Regex: does a SQL statement include a WHERE clause? - sql

I need a regex that will determine if a given SQL statement has a WHERE clause. My problem is that the passed SQL statements will most likely be complex, so I can not rely on just the existence of the word WHERE in the statement.
For example this should match
SELECT Contacts.ID
, CASE WHEN (Contacts.Firstname IS NULL) THEN ''
ELSE CAST(Contacts.Firstname AS varchar)
END AS Firstname
, CASE WHEN (Contacts.Lastname IS NULL) THEN ''
ELSE CAST(Contacts.Lastname AS varchar)
END AS Lastname
, CASE WHEN (tbl_ContactExtras.Prequalified=-1 OR
tbl_ContactExtras.Prequalified IS NULL) THEN ''
WHEN tbl_ContactExtras.Prequalified=0 THEN 'No'
WHEN tbl_ContactExtras.Prequalified=1 THEN 'Yes - Other'
WHEN tbl_ContactExtras.Prequalified=2 THEN 'Yes'
ELSE CAST(tbl_ContactExtras.Prequalified AS varchar)
END AS Prequalified
FROM contacts
LEFT JOIN tbl_ContactExtras
ON tbl_ContactExtras.ContactID = Contacts.ID
WHERE (Contacts.Firstname LIKE 'Bob%')
and this should not match:
SELECT Contacts.ID
, CASE WHEN (Contacts.Firstname IS NULL) THEN ''
ELSE CAST(Contacts.Firstname AS varchar)
END AS Firstname
, CASE WHEN (Contacts.Lastname IS NULL) THEN ''
ELSE CAST(Contacts.Lastname AS varchar)
END AS Lastname
, CASE WHEN (tbl_ContactExtras.Prequalified=-1 OR
tbl_ContactExtras.Prequalified IS NULL) THEN ''
WHEN tbl_ContactExtras.Prequalified=0 THEN 'No'
WHEN tbl_ContactExtras.Prequalified=1 THEN 'Yes - Other'
WHEN tbl_ContactExtras.Prequalified=2 THEN 'Yes'
ELSE CAST(tbl_ContactExtras.Prequalified AS varchar)
END AS Prequalified
FROM contacts
LEFT JOIN tbl_ContactExtras
ON tbl_ContactExtras.ContactID = Contacts.ID
Those are examples of some of the simpler statements: a statement could have up to 30 CASE statements in it, or it could have none at all.
I need to programmatically add WHERE parameters, but doing this correctly requires knowing whether a WHERE clause is already present.
Any idea on a regex that would work for this? If not, any other ideas on how to tell the two apart?
Thanks,

This is not possible, since a WHERE clause may be arbitrarily nested inside the FROM clause.

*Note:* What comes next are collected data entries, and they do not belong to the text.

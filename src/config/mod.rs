pub mod bus_config;
pub mod output_config;
pub mod sensor_config;

pub use bus_config::{load_bus_config, BusConfig, BusEntry};
pub use output_config::{load_output_config, OutputConfig, OutputEntry};
pub use sensor_config::{load_sensor_config, SensorConfig, SensorEntry};

use crate::errors::{ConfigError, ConfigResult};
use serde::de::DeserializeOwned;
use std::fs;

/// Default configuration directory, overridden by `CONFIG_PATH`
pub const DEFAULT_CONFIG_DIR: &str = "config";

/// Get the configuration path (allow override via CONFIG_PATH env var)
pub fn get_config_path() -> String {
    std::env::var("CONFIG_PATH").unwrap_or_else(|_| DEFAULT_CONFIG_DIR.to_string())
}

/// Read and parse one TOML file
fn load_toml<T: DeserializeOwned>(path: &str) -> ConfigResult<T> {
    let content = fs::read_to_string(path).map_err(|source| ConfigError::LoadError {
        path: path.to_string(),
        source,
    })?;
    toml::from_str(&content).map_err(|source| ConfigError::FormatError {
        path: path.to_string(),
        source,
    })
}
//! Statement assembly for account filters.
//!
//! Turns a [`FilterSet`] into one `SELECT` with:
//! - a projection driven by the referenced fields
//! - one join per foreign table that is projected or filtered in place
//! - predicates in a fixed order, renumbered to `$1..$n`
//! - grouping when a one-to-many join is present

use std::collections::BTreeSet;

use chrono::{DateTime, Utc};

use crate::error::{Error, Result};
use crate::params::{FilterSet, ParameterParser};
use crate::predicate::{CompiledPredicate, PredicateCompiler};
use crate::schema::columns::{ACCOUNT_EMAIL, ACCOUNT_ID};
use crate::schema::{Column, Field, FieldSchema, JoinSpec, Table};
use crate::value::BindValue;

/// One projected column and the alias rows are decoded by.
#[derive(Debug, Clone, PartialEq, Eq)]
pub struct ProjectedColumn {
    pub field: Option<Field>,
    pub column: Column,
    pub alias: String,
}

impl ProjectedColumn {
    fn new(field: Option<Field>, column: Column, alias: impl Into<String>) -> Self {
        Self {
            field,
            column,
            alias: alias.into(),
        }
    }

    fn to_sql(&self) -> String {
        if self.column.name == self.alias {
            self.column.to_string()
        } else {
            format!("{} AS {}", self.column, self.alias)
        }
    }
}

/// Executable statement: SQL text with `$n` placeholders and matching binds.
#[derive(Debug, Clone, PartialEq)]
pub struct CompiledQuery {
    pub sql: String,
    pub binds: Vec<BindValue>,
    pub columns: Vec<ProjectedColumn>,
}

/// Compile raw request parameters into a filter statement.
pub fn compile(schema: &FieldSchema, items: &[(String, String)]) -> Result<CompiledQuery> {
    compile_at(schema, items, Utc::now())
}

/// Same as [`compile`], with the instant used by `now` checks fixed.
pub fn compile_at(
    schema: &FieldSchema,
    items: &[(String, String)],
    now: DateTime<Utc>,
) -> Result<CompiledQuery> {
    let filters = ParameterParser::new(schema).parse_items(items)?;
    QueryAssembler::at(schema, now).assemble(&filters)
}

#[derive(Debug, Clone, Copy)]
pub struct QueryAssembler<'a> {
    schema: &'a FieldSchema,
    compiler: PredicateCompiler<'a>,
}

impl<'a> QueryAssembler<'a> {
    pub fn new(schema: &'a FieldSchema) -> Self {
        Self::at(schema, Utc::now())
    }

    pub fn at(schema: &'a FieldSchema, now: DateTime<Utc>) -> Self {
        Self {
            schema,
            compiler: PredicateCompiler::at(schema, now),
        }
    }

    pub fn assemble(&self, filters: &FilterSet) -> Result<CompiledQuery> {
        let columns = self.projection(&filters.referenced_fields)?;

        let mut params: Vec<_> = filters.params.iter().collect();
        params.sort_by_key(|p| (p.field, p.operator.token()));
        let predicates = params
            .into_iter()
            .map(|p| self.compiler.compile(p))
            .collect::<Result<Vec<CompiledPredicate>>>()?;
        let joins = self.joins(&filters.referenced_fields, &predicates)?;

        let mut sql = String::from("SELECT ");
        sql.push_str(
            &columns
                .iter()
                .map(ProjectedColumn::to_sql)
                .collect::<Vec<_>>()
                .join(", "),
        );
        sql.push_str(" FROM ");
        sql.push_str(Table::Account.name());
        for join in &joins {
            sql.push(' ');
            sql.push_str(&join.to_sql());
        }

        let mut binds = Vec::new();
        let mut placeholders = Placeholders::default();

        if !predicates.is_empty() {
            let clauses: Vec<String> = predicates
                .iter()
                .map(|p| {
                    binds.extend(p.binds.iter().cloned());
                    placeholders.renumber(&p.sql)
                })
                .collect();
            sql.push_str(" WHERE ");
            sql.push_str(&clauses.join(" AND "));
        }

        if joins.iter().any(|j| j.fan_out) {
            sql.push_str(" GROUP BY ");
            sql.push_str(
                &columns
                    .iter()
                    .map(|c| c.column.to_string())
                    .collect::<Vec<_>>()
                    .join(", "),
            );
        }
        sql.push_str(" ORDER BY ");
        sql.push_str(&ACCOUNT_ID.to_string());
        sql.push_str(" DESC");

        if filters.limit != 0 {
            sql.push_str(" LIMIT ");
            sql.push_str(&placeholders.renumber("?"));
            binds.push(BindValue::Integer(i64::from(filters.limit)));
        }

        if placeholders.count != binds.len() {
            return Err(Error::InternalInvariantViolation(format!(
                "{} placeholders for {} binds",
                placeholders.count,
                binds.len()
            )));
        }

        tracing::debug!(sql = %sql, binds = binds.len(), "compiled account filter");

        Ok(CompiledQuery {
            sql,
            binds,
            columns,
        })
    }

    fn projection(&self, referenced: &BTreeSet<Field>) -> Result<Vec<ProjectedColumn>> {
        let mut projection = vec![
            ProjectedColumn::new(None, ACCOUNT_ID, "id"),
            ProjectedColumn::new(Some(Field::Email), ACCOUNT_EMAIL, "email"),
        ];
        for field in referenced {
            let descriptor = self.schema.require(*field)?;
            if !descriptor.projected || projection.iter().any(|c| c.column == descriptor.column) {
                continue;
            }
            match descriptor.end_column {
                Some(end) => {
                    projection.push(ProjectedColumn::new(
                        Some(*field),
                        descriptor.column,
                        format!("{field}_start"),
                    ));
                    projection.push(ProjectedColumn::new(Some(*field), end, format!("{field}_end")));
                }
                None => projection.push(ProjectedColumn::new(
                    Some(*field),
                    descriptor.column,
                    field.name(),
                )),
            }
        }
        Ok(projection)
    }

    fn joins(
        &self,
        referenced: &BTreeSet<Field>,
        predicates: &[CompiledPredicate],
    ) -> Result<Vec<JoinSpec>> {
        let mut joins: Vec<JoinSpec> = Vec::new();
        for field in referenced {
            let descriptor = self.schema.require(*field)?;
            let needed = descriptor.projected
                || predicates.iter().any(|p| p.field == *field && p.uses_join);
            if let Some(join) = descriptor.join.filter(|_| needed) {
                if !joins.iter().any(|j| j.table == join.table) {
                    joins.push(join);
                }
            }
        }
        Ok(joins)
    }
}

/// Rewrites `?` markers into sequential Postgres placeholders.
#[derive(Debug, Default)]
struct Placeholders {
    count: usize,
}

impl Placeholders {
    fn renumber(&mut self, fragment: &str) -> String {
        let mut out = String::with_capacity(fragment.len() + 4);
        for c in fragment.chars() {
            if c == '?' {
                self.count += 1;
                out.push('$');
                out.push_str(&self.count.to_string());
            } else {
                out.push(c);
            }
        }
        out
    }
}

This may not catch all cases but you may find you can catch most of them just by finding the last from and the last where in the statement.
if the where is after the from, then it has a where clause. If the where is before the from (or there is no where at all), then no where clause exists.
Sometimes, it's okay to leave restrictions or limitations in your code, as long as they're properly documented.
For example, I've worked on a project before that parsed SQL and we discovered it didn't handle things like between:
where recdate between '2010-01-01' and '2010-12-31'
Rather than spend a bucket-load of money fixing the problem (and probably introducing bugs on the way), we simply published it as a restriction and told everyone they had to change it to:
where recdate >= '2010-01-01'
and recdate <= '2010-12-31'
Problem solved. While it's good to keep customers happy, you don't have to cater to every whim :-)
Other than that, you need an SQL parser, and SQL is not a pretty language to parse, trust me on that one.

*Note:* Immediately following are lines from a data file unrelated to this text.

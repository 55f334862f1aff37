//! Field registry for account filters.
//!
//! The registry is the single source of truth for which `(field, operator)`
//! pairs are legal, which value type each pair carries, which column backs a
//! field and which join a field drags into the query. It is built once and
//! only ever read afterwards.

use std::collections::BTreeMap;
use std::fmt;

use once_cell::sync::Lazy;

use crate::constraints::{self, Constraint};
use crate::error::{Error, Result};

/// Filterable account field.
///
/// Variants are declared in wire-name order, so the derived `Ord` sorts
/// fields lexicographically by name.
#[derive(Debug, Clone, Copy, PartialEq, Eq, Hash, PartialOrd, Ord)]
pub enum Field {
    Birth,
    City,
    Country,
    Email,
    Fname,
    Interests,
    Joined,
    Likes,
    Phone,
    Premium,
    Sex,
    Sname,
    Status,
}

impl Field {
    pub const ALL: [Field; 13] = [
        Field::Birth,
        Field::City,
        Field::Country,
        Field::Email,
        Field::Fname,
        Field::Interests,
        Field::Joined,
        Field::Likes,
        Field::Phone,
        Field::Premium,
        Field::Sex,
        Field::Sname,
        Field::Status,
    ];

    pub fn name(self) -> &'static str {
        match self {
            Field::Birth => "birth",
            Field::City => "city",
            Field::Country => "country",
            Field::Email => "email",
            Field::Fname => "fname",
            Field::Interests => "interests",
            Field::Joined => "joined",
            Field::Likes => "likes",
            Field::Phone => "phone",
            Field::Premium => "premium",
            Field::Sex => "sex",
            Field::Sname => "sname",
            Field::Status => "status",
        }
    }

    pub fn from_name(name: &str) -> Option<Self> {
        Self::ALL.into_iter().find(|f| f.name() == name)
    }
}

impl fmt::Display for Field {
    fn fmt(&self, f: &mut fmt::Formatter<'_>) -> fmt::Result {
        f.write_str(self.name())
    }
}

/// Filter operator, addressed on the wire as `field_<token>`.
#[derive(Debug, Clone, Copy, PartialEq, Eq, Hash, PartialOrd, Ord)]
pub enum Operator {
    Equal,
    NotEqual,
    LessThan,
    GreaterThan,
    Domain,
    IsNull,
    StartsWith,
    Code,
    Year,
    Any,
    Contains,
    Now,
}

impl Operator {
    pub const ALL: [Operator; 12] = [
        Operator::Equal,
        Operator::NotEqual,
        Operator::LessThan,
        Operator::GreaterThan,
        Operator::Domain,
        Operator::IsNull,
        Operator::StartsWith,
        Operator::Code,
        Operator::Year,
        Operator::Any,
        Operator::Contains,
        Operator::Now,
    ];

    pub fn token(self) -> &'static str {
        match self {
            Operator::Equal => "eq",
            Operator::NotEqual => "neq",
            Operator::LessThan => "lt",
            Operator::GreaterThan => "gt",
            Operator::Domain => "domain",
            Operator::IsNull => "null",
            Operator::StartsWith => "starts",
            Operator::Code => "code",
            Operator::Year => "year",
            Operator::Any => "any",
            Operator::Contains => "contains",
            Operator::Now => "now",
        }
    }

    pub fn from_token(token: &str) -> Option<Self> {
        Self::ALL.into_iter().find(|op| op.token() == token)
    }

    /// List operators accept one or more comma-joined values.
    pub fn takes_list(self) -> bool {
        matches!(self, Operator::Any | Operator::Contains)
    }
}

impl fmt::Display for Operator {
    fn fmt(&self, f: &mut fmt::Formatter<'_>) -> fmt::Result {
        f.write_str(self.token())
    }
}

#[derive(Debug, Clone, Copy, PartialEq, Eq)]
pub enum ValueType {
    String,
    Integer,
    Timestamp,
    Boolean,
    StringList,
    IntegerList,
}

impl ValueType {
    pub fn is_list(self) -> bool {
        matches!(self, ValueType::StringList | ValueType::IntegerList)
    }
}

#[derive(Debug, Clone, Copy, PartialEq, Eq, Hash, PartialOrd, Ord)]
pub enum Table {
    Account,
    City,
    Country,
    Interest,
    Likes,
}

impl Table {
    pub fn name(self) -> &'static str {
        match self {
            Table::Account => "account",
            Table::City => "city",
            Table::Country => "country",
            Table::Interest => "interest",
            Table::Likes => "likes",
        }
    }
}

/// A table-qualified column name.
#[derive(Debug, Clone, Copy, PartialEq, Eq, Hash)]
pub struct Column {
    pub table: Table,
    pub name: &'static str,
}

impl Column {
    pub const fn new(table: Table, name: &'static str) -> Self {
        Self { table, name }
    }
}

impl fmt::Display for Column {
    fn fmt(&self, f: &mut fmt::Formatter<'_>) -> fmt::Result {
        write!(f, "{}.{}", self.table.name(), self.name)
    }
}

pub mod columns {
    use super::{Column, Table};

    pub const ACCOUNT_ID: Column = Column::new(Table::Account, "id");
    pub const ACCOUNT_EMAIL: Column = Column::new(Table::Account, "email");
    pub const ACCOUNT_SEX: Column = Column::new(Table::Account, "sex");
    pub const ACCOUNT_STATUS: Column = Column::new(Table::Account, "status");
    pub const ACCOUNT_BIRTH: Column = Column::new(Table::Account, "birth");
    pub const ACCOUNT_JOINED: Column = Column::new(Table::Account, "joined");
    pub const ACCOUNT_NAME: Column = Column::new(Table::Account, "name");
    pub const ACCOUNT_SURNAME: Column = Column::new(Table::Account, "surname");
    pub const ACCOUNT_PHONE: Column = Column::new(Table::Account, "phone");
    pub const ACCOUNT_CITY_ID: Column = Column::new(Table::Account, "city_id");
    pub const ACCOUNT_COUNTRY_ID: Column = Column::new(Table::Account, "country_id");
    pub const ACCOUNT_PREM_START: Column = Column::new(Table::Account, "prem_start");
    pub const ACCOUNT_PREM_END: Column = Column::new(Table::Account, "prem_end");
    pub const CITY_ID: Column = Column::new(Table::City, "id");
    pub const CITY_NAME: Column = Column::new(Table::City, "name");
    pub const COUNTRY_ID: Column = Column::new(Table::Country, "id");
    pub const COUNTRY_NAME: Column = Column::new(Table::Country, "name");
    pub const LIKES_LIKER_ID: Column = Column::new(Table::Likes, "liker_id");
    pub const LIKES_LIKEE_ID: Column = Column::new(Table::Likes, "likee_id");
    pub const LIKES_TS: Column = Column::new(Table::Likes, "ts");
    pub const INTEREST_ACCOUNT_ID: Column = Column::new(Table::Interest, "account_id");
    pub const INTEREST_NAME: Column = Column::new(Table::Interest, "name");
}

#[derive(Debug, Clone, Copy, PartialEq, Eq)]
pub enum JoinKind {
    Inner,
    Left,
}

/// Join required to reach a field stored outside `account`.
#[derive(Debug, Clone, Copy, PartialEq, Eq)]
pub struct JoinSpec {
    pub table: Table,
    pub on_left: Column,
    pub on_right: Column,
    pub kind: JoinKind,
    /// One account row may match many joined rows.
    pub fan_out: bool,
}

impl JoinSpec {
    pub fn to_sql(&self) -> String {
        let keyword = match self.kind {
            JoinKind::Inner => "JOIN",
            JoinKind::Left => "LEFT JOIN",
        };
        format!(
            "{} {} ON {} = {}",
            keyword,
            self.table.name(),
            self.on_left,
            self.on_right
        )
    }
}

#[derive(Debug, Clone)]
pub struct FieldDescriptor {
    pub field: Field,
    pub column: Column,
    /// Second column for range fields (premium end).
    pub end_column: Option<Column>,
    pub join: Option<JoinSpec>,
    pub operators: BTreeMap<Operator, ValueType>,
    /// Whether referencing the field adds its column(s) to the projection.
    pub projected: bool,
    pub constraint: Constraint,
}

impl FieldDescriptor {
    pub fn new(field: Field, column: Column, constraint: Constraint) -> Self {
        Self {
            field,
            column,
            end_column: None,
            join: None,
            operators: BTreeMap::new(),
            projected: true,
            constraint,
        }
    }

    pub fn operator(mut self, operator: Operator, value_type: ValueType) -> Self {
        self.operators.insert(operator, value_type);
        self
    }

    pub fn join(mut self, join: JoinSpec) -> Self {
        self.join = Some(join);
        self
    }

    pub fn end_column(mut self, column: Column) -> Self {
        self.end_column = Some(column);
        self
    }

    pub fn hidden(mut self) -> Self {
        self.projected = false;
        self
    }

    pub fn permits(&self, operator: Operator) -> bool {
        self.operators.contains_key(&operator)
    }
}

static ACCOUNTS: Lazy<FieldSchema> = Lazy::new(build_accounts_schema);

/// Immutable registry of filterable fields.
#[derive(Debug, Clone, Default)]
pub struct FieldSchema {
    fields: BTreeMap<Field, FieldDescriptor>,
}

impl FieldSchema {
    /// The process-wide account schema.
    pub fn accounts() -> &'static FieldSchema {
        &ACCOUNTS
    }

    pub fn builder() -> FieldSchemaBuilder {
        FieldSchemaBuilder::default()
    }

    pub fn descriptor(&self, field: Field) -> Option<&FieldDescriptor> {
        self.fields.get(&field)
    }

    /// Look up a descriptor by its wire name.
    pub fn lookup(&self, name: &str) -> Option<&FieldDescriptor> {
        Field::from_name(name).and_then(|f| self.descriptor(f))
    }

    /// Descriptor lookup for fields that already passed parsing.
    pub(crate) fn require(&self, field: Field) -> Result<&FieldDescriptor> {
        self.descriptor(field).ok_or_else(|| {
            Error::InternalInvariantViolation(format!("field '{}' has no schema mapping", field))
        })
    }

    pub fn operators_for(&self, field: Field) -> Vec<Operator> {
        self.descriptor(field)
            .map(|d| d.operators.keys().copied().collect())
            .unwrap_or_default()
    }

    pub fn value_type_for(&self, field: Field, operator: Operator) -> Option<ValueType> {
        self.descriptor(field)
            .and_then(|d| d.operators.get(&operator).copied())
    }

    pub fn column_for(&self, field: Field) -> Option<Column> {
        self.descriptor(field).map(|d| d.column)
    }

    pub fn join_for(&self, field: Field) -> Option<&JoinSpec> {
        self.descriptor(field).and_then(|d| d.join.as_ref())
    }

    pub fn fields(&self) -> impl Iterator<Item = &FieldDescriptor> {
        self.fields.values()
    }
}

#[derive(Debug, Default)]
pub struct FieldSchemaBuilder {
    fields: BTreeMap<Field, FieldDescriptor>,
}

impl FieldSchemaBuilder {
    pub fn field(mut self, descriptor: FieldDescriptor) -> Self {
        self.fields.insert(descriptor.field, descriptor);
        self
    }

    pub fn build(self) -> FieldSchema {
        FieldSchema {
            fields: self.fields,
        }
    }
}

fn build_accounts_schema() -> FieldSchema {
    use columns::*;
    use Operator::*;

    let city_join = JoinSpec {
        table: Table::City,
        on_left: CITY_ID,
        on_right: ACCOUNT_CITY_ID,
        kind: JoinKind::Left,
        fan_out: false,
    };
    let country_join = JoinSpec {
        table: Table::Country,
        on_left: COUNTRY_ID,
        on_right: ACCOUNT_COUNTRY_ID,
        kind: JoinKind::Left,
        fan_out: false,
    };
    let interest_join = JoinSpec {
        table: Table::Interest,
        on_left: INTEREST_ACCOUNT_ID,
        on_right: ACCOUNT_ID,
        kind: JoinKind::Inner,
        fan_out: true,
    };
    let likes_join = JoinSpec {
        table: Table::Likes,
        on_left: LIKES_LIKER_ID,
        on_right: ACCOUNT_ID,
        kind: JoinKind::Inner,
        fan_out: true,
    };

    FieldSchema::builder()
        .field(
            FieldDescriptor::new(Field::Sex, ACCOUNT_SEX, Constraint::OneOf(constraints::SEXES))
                .operator(Equal, ValueType::String),
        )
        .field(
            FieldDescriptor::new(Field::Email, ACCOUNT_EMAIL, constraints::EMAIL)
                .operator(Domain, ValueType::String)
                .operator(LessThan, ValueType::String)
                .operator(GreaterThan, ValueType::String),
        )
        .field(
            FieldDescriptor::new(
                Field::Status,
                ACCOUNT_STATUS,
                Constraint::OneOf(constraints::STATUSES),
            )
            .operator(Equal, ValueType::String)
            .operator(NotEqual, ValueType::String),
        )
        .field(
            FieldDescriptor::new(Field::Fname, ACCOUNT_NAME, constraints::FIRSTNAME)
                .operator(Equal, ValueType::String)
                .operator(Any, ValueType::StringList)
                .operator(IsNull, ValueType::Boolean),
        )
        .field(
            FieldDescriptor::new(Field::Sname, ACCOUNT_SURNAME, constraints::SURNAME)
                .operator(Equal, ValueType::String)
                .operator(StartsWith, ValueType::String)
                .operator(IsNull, ValueType::Boolean),
        )
        .field(
            FieldDescriptor::new(Field::Phone, ACCOUNT_PHONE, constraints::PHONE)
                .operator(Code, ValueType::String)
                .operator(IsNull, ValueType::Boolean),
        )
        .field(
            FieldDescriptor::new(Field::Country, COUNTRY_NAME, constraints::COUNTRY)
                .join(country_join)
                .operator(Equal, ValueType::String)
                .operator(IsNull, ValueType::Boolean),
        )
        .field(
            FieldDescriptor::new(Field::City, CITY_NAME, constraints::CITY)
                .join(city_join)
                .operator(Equal, ValueType::String)
                .operator(Any, ValueType::StringList)
                .operator(IsNull, ValueType::Boolean),
        )
        .field(
            FieldDescriptor::new(
                Field::Birth,
                ACCOUNT_BIRTH,
                Constraint::Window(constraints::BIRTH_WINDOW),
            )
            .operator(LessThan, ValueType::Timestamp)
            .operator(GreaterThan, ValueType::Timestamp)
            .operator(Year, ValueType::Integer),
        )
        .field(
            FieldDescriptor::new(
                Field::Joined,
                ACCOUNT_JOINED,
                Constraint::Window(constraints::JOINED_WINDOW),
            )
            .operator(LessThan, ValueType::Timestamp)
            .operator(GreaterThan, ValueType::Timestamp)
            .operator(Year, ValueType::Integer),
        )
        .field(
            FieldDescriptor::new(Field::Interests, INTEREST_NAME, constraints::INTEREST)
                .join(interest_join)
                .hidden()
                .operator(Contains, ValueType::StringList)
                .operator(Any, ValueType::StringList),
        )
        .field(
            FieldDescriptor::new(Field::Likes, LIKES_LIKEE_ID, Constraint::Identifier)
                .join(likes_join)
                .hidden()
                .operator(Contains, ValueType::IntegerList),
        )
        .field(
            FieldDescriptor::new(
                Field::Premium,
                ACCOUNT_PREM_START,
                Constraint::Window(constraints::PREMIUM_WINDOW),
            )
            .end_column(ACCOUNT_PREM_END)
            .operator(Now, ValueType::Boolean)
            .operator(IsNull, ValueType::Boolean),
        )
        .build()
}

Are all of the joins the same? If so you could find the index of all or part of the FROM statement (perhaps using a regex to be tolerant of slight differences in syntax and whitespace) and then look for the occurrence of the word WHERE after that index.
In general you would be better off using a parser. But if this is just a one off thing and the statements are all fairly similar then the above approach should be okay.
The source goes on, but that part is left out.